◆ ASSIGNED TASK ◆
Each line containing the string "paginator" should be copied out of the entries.

(Collection entries)
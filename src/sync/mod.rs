//! Sync pipeline: pagination, pacing, retries and the orchestrator.

mod orchestrator;
mod paginator;
pub mod rate_limiter;
mod retry;

pub use orchestrator::{SyncError, SyncOptions, SyncOrchestrator, SyncState, SyncSummary};
pub use paginator::{Cursor, PaginationError, Paginator};
pub use rate_limiter::{LISTING_KEY, RETIRE_KEY, RateLimiter, content_key, parse_retry_after};
pub use retry::{FailureType, RetryDecision, RetryPolicy, classify_error, retry_after_hint};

◆ TASK SOLUTION ◆
mod paginator;
pub use paginator::{Cursor, PaginationError, Paginator};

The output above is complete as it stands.